- Died: December 1202/January or February 1203 Baghdad, Abbasid Caliphate
- Burial: Sheikh Maarouf Cemetery, Baghdad in Zumurrud Mosque
- Spouse: Al-Mustadi
- Children: Ahmad al-Nasir

Names
- Sayyida Zumurrud Khatun Umm al-Nasir
- Religion: Sunni Islam

= Sayyida Zumurrud Khatun =

Mother of Abbasid caliph Al-Nasir

Sayyida Zumurrud Khatun (السيدة زمرد خاتون, died 1203) also known as Umm al-Nasir (أم الناصر) was the mother of Abbasid caliph al-Nasir.

==Biography==
Zumurrud Khatun was one of Caliph al-Mustadi's concubines in the Abbasid harem. She was a Turkic, and was the mother of the future caliph al-Nasir.

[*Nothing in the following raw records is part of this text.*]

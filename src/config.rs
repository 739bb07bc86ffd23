// Copyright (C) 2025 Matías Salinas (support@fenden.com)
//
// Licensed under the Apache License, Version 2.0 (the "License");
// you may not use this file except in compliance with the License.
// You may obtain a copy of the License at
//
//     http://www.apache.org/licenses/LICENSE-2.0
//
// Unless required by applicable law or agreed to in writing, software
// distributed under the License is distributed on an "AS IS" BASIS,
// WITHOUT WARRANTIES OR CONDITIONS OF ANY KIND, either express or implied.
// See the License for the specific language governing permissions and
// limitations under the License.

use once_cell::sync::OnceCell;
use serde::Deserialize;
use std::{error::Error, fs, path::Path, path::PathBuf};

use crate::util::expand_tilde;

/// Default path of the Unix-domain socket carrying proxied API traffic.
pub const DEFAULT_SOCKET: &str = "~/.heroku-agent.sock";

/// Default path of the Unix-domain socket carrying control-plane RPC.
pub const DEFAULT_CONTROL_SOCKET: &str = "~/.heroku-agent-control.sock";

/// Main configuration structure loaded from a YAML file. Every field is
/// optional; the agent runs with built-in defaults when no file is present.
#[derive(Debug, Deserialize, Clone, Default)]
pub struct Config {
    /// Path of the data socket. `HEROKU_AGENT_SOCK` takes precedence.
    #[serde(default)]
    pub socket: Option<String>,

    /// Path of the control socket. `HEROKU_AGENT_CONTROL_SOCK` takes
    /// precedence.
    #[serde(default)]
    pub control_socket: Option<String>,

    /// Domain suffix identifying development API hosts. Requests to hosts
    /// ending in this suffix skip TLS certificate verification.
    #[serde(default)]
    pub dev_domain_suffix: Option<String>,
}

/// Global, lazily-initialized config object shared across the application.
pub static CONFIG: OnceCell<Config> = OnceCell::new();

impl Config {
    /// Parses configuration from a YAML file.
    ///
    /// # Returns
    /// - `Ok(Config)` if parsing is successful.
    /// - `Err(Box<dyn Error>)` if the file is missing, malformed, or invalid.
    pub fn from_file(path: &str) -> Result<Self, Box<dyn Error>> {
        let contents = fs::read_to_string(path)?;
        let parsed: Config = serde_yaml::from_str(&contents)?;

        if matches!(&parsed.socket, Some(s) if s.trim().is_empty()) {
            return Err("socket must not be empty when set.".into());
        }
        if matches!(&parsed.control_socket, Some(s) if s.trim().is_empty()) {
            return Err("control_socket must not be empty when set.".into());
        }

        Ok(parsed)
    }

    /// Loads configuration from `path` when the file exists, otherwise
    /// returns the built-in defaults.
    pub fn load_or_default(path: &str) -> Result<Self, Box<dyn Error>> {
        if Path::new(path).exists() {
            let config = Self::from_file(path)?;
            tracing::info!("[server] loaded config from {path}");
            Ok(config)
        } else {
            Ok(Config::default())
        }
    }
}

/// Resolves a socket path: environment variable first, then the configured
/// value, then the built-in default. A leading `~/` is always expanded.
fn resolve_path(env_var: &str, configured: Option<&str>, fallback: &str) -> PathBuf {
    let raw = std::env::var(env_var)
        .ok()
        .filter(|s| !s.is_empty())
        .or_else(|| configured.map(str::to_string))
        .unwrap_or_else(|| fallback.to_string());

    expand_tilde(&raw)
}

/// Path of the data socket.
pub fn socket_path() -> PathBuf {
    resolve_path(
        "HEROKU_AGENT_SOCK",
        CONFIG.get().and_then(|c| c.socket.as_deref()),
        DEFAULT_SOCKET,
    )
}

/// Path of the control socket.
pub fn control_socket_path() -> PathBuf {
    resolve_path(
        "HEROKU_AGENT_CONTROL_SOCK",
        CONFIG.get().and_then(|c| c.control_socket.as_deref()),
        DEFAULT_CONTROL_SOCKET,
    )
}

/// The configured development domain suffix, if any.
pub fn dev_domain_suffix() -> Option<String> {
    CONFIG
        .get()
        .and_then(|c| c.dev_domain_suffix.clone())
        .filter(|s| !s.is_empty())
}
// Copyright (C) 2025 Matías Salinas (support@fenden.com)
//
// Licensed under the Apache License, Version 2.0 (the "License");
// you may not use this file except in compliance with the License.
// You may obtain a copy of the License at
//
//     http://www.apache.org/licenses/LICENSE-2.0
//
// Unless required by applicable law or agreed to in writing, software
// distributed under the License is distributed on an "AS IS" BASIS,
// WITHOUT WARRANTIES OR CONDITIONS OF ANY KIND, either express or implied.
// See the License for the specific language governing permissions and
// limitations under the License.

use hyper::client::HttpConnector;
use hyper::{Body, Client, Request, Response};
use hyper_rustls::HttpsConnector;
use once_cell::sync::Lazy;
use std::sync::Arc;
use std::time::{Duration, Instant};
use tokio::time::timeout;
use tracing::{debug, warn};

use crate::config;
use crate::pipeline::ProxyError;
use crate::util::scrub_url;

type HttpsClient = Client<HttpsConnector<HttpConnector>>;

/// Total deadline for a single upstream round trip. Aggressive, to minimize
/// waits on a bad connection.
pub const REQUEST_TIMEOUT: Duration = Duration::from_secs(10);

const TCP_KEEPALIVE: Duration = Duration::from_secs(60);
const MAX_IDLE_PER_HOST: usize = 5;

/// Shared client for all outbound requests, verifying certificates against
/// the native root store.
static HTTPS_CLIENT: Lazy<HttpsClient> = Lazy::new(|| build_client(false));

/// Client selected for requests to development hosts. Certificate
/// verification is disabled on this client only; the verifying client is
/// never touched, so there is no shared-transport toggle to race on.
static INSECURE_CLIENT: Lazy<HttpsClient> = Lazy::new(|| build_client(true));

fn build_client(insecure: bool) -> HttpsClient {
    let mut http = HttpConnector::new();
    http.set_keepalive(Some(TCP_KEEPALIVE));
    http.enforce_http(false);

    let https = if insecure {
        let tls = rustls::ClientConfig::builder()
            .with_safe_defaults()
            .with_custom_certificate_verifier(Arc::new(NoVerification))
            .with_no_client_auth();
        hyper_rustls::HttpsConnectorBuilder::new()
            .with_tls_config(tls)
            .https_or_http()
            .enable_http1()
            .wrap_connector(http)
    } else {
        hyper_rustls::HttpsConnectorBuilder::new()
            .with_native_roots()
            .https_or_http()
            .enable_http1()
            .wrap_connector(http)
    };

    Client::builder()
        .pool_max_idle_per_host(MAX_IDLE_PER_HOST)
        .build(https)
}

/// Certificate verifier that accepts any certificate. Used only for hosts
/// matching the configured development domain suffix.
struct NoVerification;

impl rustls::client::ServerCertVerifier for NoVerification {
    fn verify_server_cert(
        &self,
        _end_entity: &rustls::Certificate,
        _intermediates: &[rustls::Certificate],
        _server_name: &rustls::ServerName,
        _scts: &mut dyn Iterator<Item = &[u8]>,
        _ocsp_response: &[u8],
        _now: std::time::SystemTime,
    ) -> Result<rustls::client::ServerCertVerified, rustls::Error> {
        Ok(rustls::client::ServerCertVerified::assertion())
    }
}

/// True when the authority (host with optional port) belongs to the
/// configured development domain. Both the bare and `:443` forms match.
pub fn is_dev_domain(authority: &str) -> bool {
    match config::dev_domain_suffix() {
        Some(suffix) => {
            authority.ends_with(&suffix) || authority.ends_with(&format!("{suffix}:443"))
        }
        None => false,
    }
}

/// Performs an instrumented upstream round trip: start and finish lines with
/// elapsed time and status, the 10-second total deadline, and per-request
/// client selection for development hosts.
pub async fn request(req: Request<Body>) -> Result<Response<Body>, ProxyError> {
    let method = req.method().clone();
    let url = scrub_url(&req.uri().to_string());
    let authority = req
        .uri()
        .authority()
        .map(|a| a.to_string())
        .unwrap_or_default();

    debug!("[client] Request: {method} {url} [start]");
    let start = Instant::now();

    let client: &HttpsClient = if is_dev_domain(&authority) {
        debug!("[client] skipping TLS verification for development host {authority}");
        &INSECURE_CLIENT
    } else {
        &HTTPS_CLIENT
    };

    match timeout(REQUEST_TIMEOUT, client.request(req)).await {
        Ok(Ok(resp)) => {
            debug!(
                "[client] Response: {method} {url} [finish] [elapsed={:?}] [status={}]",
                start.elapsed(),
                resp.status().as_u16()
            );
            Ok(resp)
        }
        Ok(Err(e)) => {
            debug!(
                "[client] Response: {method} {url} [finish] [elapsed={:?}]",
                start.elapsed()
            );
            Err(ProxyError::Transport(e))
        }
        Err(_) => {
            warn!("[client] Request: {method} {url} timed out after {REQUEST_TIMEOUT:?}");
            Err(ProxyError::Timeout)
        }
    }
}
// Copyright (C) 2025 Matías Salinas (support@fenden.com)
//
// Licensed under the Apache License, Version 2.0 (the "License");
// you may not use this file except in compliance with the License.
// You may obtain a copy of the License at
//
//     http://www.apache.org/licenses/LICENSE-2.0
//
// Unless required by applicable law or agreed to in writing, software
// distributed under the License is distributed on an "AS IS" BASIS,
// WITHOUT WARRANTIES OR CONDITIONS OF ANY KIND, either express or implied.
// See the License for the specific language governing permissions and
// limitations under the License.

use bytes::Bytes;
use chrono::{DateTime, Utc};
use clap::Subcommand;
use hyper::http::header::{CONTENT_TYPE, HOST};
use hyper::{Body, Method, Request};
use std::error::Error;
use std::time::Instant;
use tokio::net::UnixStream;
use tracing::debug;

use crate::config;
use crate::control::{DaemonState, UpgradeTokenRequest, UpgradeTokenResponse};

/// Control-plane commands. Without one, the binary runs as the daemon.
#[derive(Subcommand, Debug)]
pub enum Command {
    /// Clear the daemon's cache and second factor store
    Clear,
    /// Display the daemon's state
    State,
    /// Stop the daemon
    Stop,
    /// Exchange a token for its 2FA-privileged equivalent, if one is held
    UpgradeToken { token: String },
    /// Display version
    Version,
}

/// Runs a command against the daemon and returns the process exit code.
pub async fn run(command: Command) -> i32 {
    match command {
        Command::Clear => clear().await,
        Command::State => state().await,
        Command::Stop => stop().await,
        Command::UpgradeToken { token } => upgrade_token(&token).await,
        Command::Version => version(),
    }
}

async fn clear() -> i32 {
    match rpc("Clear", Method::POST, "/rpc/clear", None).await {
        Ok(_) => {
            println!("Cleared all stores");
            0
        }
        Err(e) => fail(&e),
    }
}

async fn state() -> i32 {
    let bytes = match rpc("GetState", Method::GET, "/rpc/state", None).await {
        Ok(bytes) => bytes,
        Err(e) => return fail(&e),
    };

    let state: DaemonState = match serde_json::from_slice(&bytes) {
        Ok(state) => state,
        Err(e) => return fail(&e),
    };

    println!("Cache count: {}", state.cache_count);
    println!("Second factor count: {}", state.two_factor_count);
    match DateTime::parse_from_rfc3339(&state.up_at) {
        Ok(up_at) => println!(
            "Up: {}",
            format_uptime(Utc::now().signed_duration_since(up_at))
        ),
        Err(_) => println!("Up: {}", state.up_at),
    }
    0
}

async fn stop() -> i32 {
    match rpc("Stop", Method::POST, "/rpc/stop", None).await {
        Ok(_) => {
            println!("Stopped");
            0
        }
        Err(e) => fail(&e),
    }
}

async fn upgrade_token(token: &str) -> i32 {
    let body = match serde_json::to_vec(&UpgradeTokenRequest {
        token: token.to_string(),
    }) {
        Ok(body) => body,
        Err(e) => return fail(&e),
    };

    let bytes = match rpc("UpgradeToken", Method::POST, "/rpc/upgrade-token", Some(body)).await {
        Ok(bytes) => bytes,
        Err(e) => return fail(&e),
    };

    let response: UpgradeTokenResponse = match serde_json::from_slice(&bytes) {
        Ok(response) => response,
        Err(e) => return fail(&e),
    };

    if response.token.is_empty() {
        return 1;
    }

    println!("{}", response.token);
    0
}

fn version() -> i32 {
    println!("{}", env!("CARGO_PKG_VERSION"));
    0
}

fn fail(e: &dyn std::fmt::Display) -> i32 {
    eprintln!("heroku-agent: {e}");
    1
}

/// Performs one RPC round trip against the daemon's control socket.
async fn rpc(
    name: &str,
    method: Method,
    path: &str,
    body: Option<Vec<u8>>,
) -> Result<Bytes, Box<dyn Error>> {
    let control_path = config::control_socket_path();
    debug!("[command] Connecting to: {}", control_path.display());

    let stream = UnixStream::connect(&control_path)
        .await
        .map_err(|e| format!("couldn't connect to daemon: {e}"))?;
    let (mut sender, connection) = hyper::client::conn::handshake(stream).await?;
    tokio::spawn(async move {
        if let Err(e) = connection.await {
            debug!("[command] control connection closed: {e}");
        }
    });

    let start = Instant::now();
    debug!("[command] Request: RPC: {name} [start]");

    let mut builder = Request::builder()
        .method(method)
        .uri(path)
        .header(HOST, "heroku-agent");
    let request = match body {
        Some(bytes) => {
            builder = builder.header(CONTENT_TYPE, "application/json");
            builder.body(Body::from(bytes))?
        }
        None => builder.body(Body::empty())?,
    };

    let response = sender.send_request(request).await?;
    let status = response.status();
    let bytes = hyper::body::to_bytes(response.into_body()).await?;

    debug!(
        "[command] Response: RPC: {name} [finish] [elapsed={:?}]",
        start.elapsed()
    );

    if !status.is_success() {
        return Err(format!("daemon answered {name} with status {status}").into());
    }

    Ok(bytes)
}

/// Renders an uptime duration as `1h23m45s`.
fn format_uptime(duration: chrono::Duration) -> String {
    let total = duration.num_seconds().max(0);
    let hours = total / 3600;
    let minutes = (total % 3600) / 60;
    let seconds = total % 60;

    if hours > 0 {
        format!("{hours}h{minutes}m{seconds}s")
    } else if minutes > 0 {
        format!("{minutes}m{seconds}s")
    } else {
        format!("{seconds}s")
    }
}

By most accounts, Zumurrud Khatun is identified as a formerly-enslaved Turkic woman who became a prominent noblewoman during the later Abbasid Caliphate. She rose to this position through marriage to Caliph al-Mustadi. Zumurrud Khatun is also remembered as the mother of Caliph al-Nasir. She is described as being a pious woman and an active patroness of architecture and public works.

Her legacy as patroness was due to her restoration of public infrastructure and for building educational and funerary buildings. The Mosque and Mausoleum of Zumurrud Khatun were created at the commission of al-Nasir and his mother before her death in 1202. After her death, she was laid to rest in the mausoleum following a funeral procession.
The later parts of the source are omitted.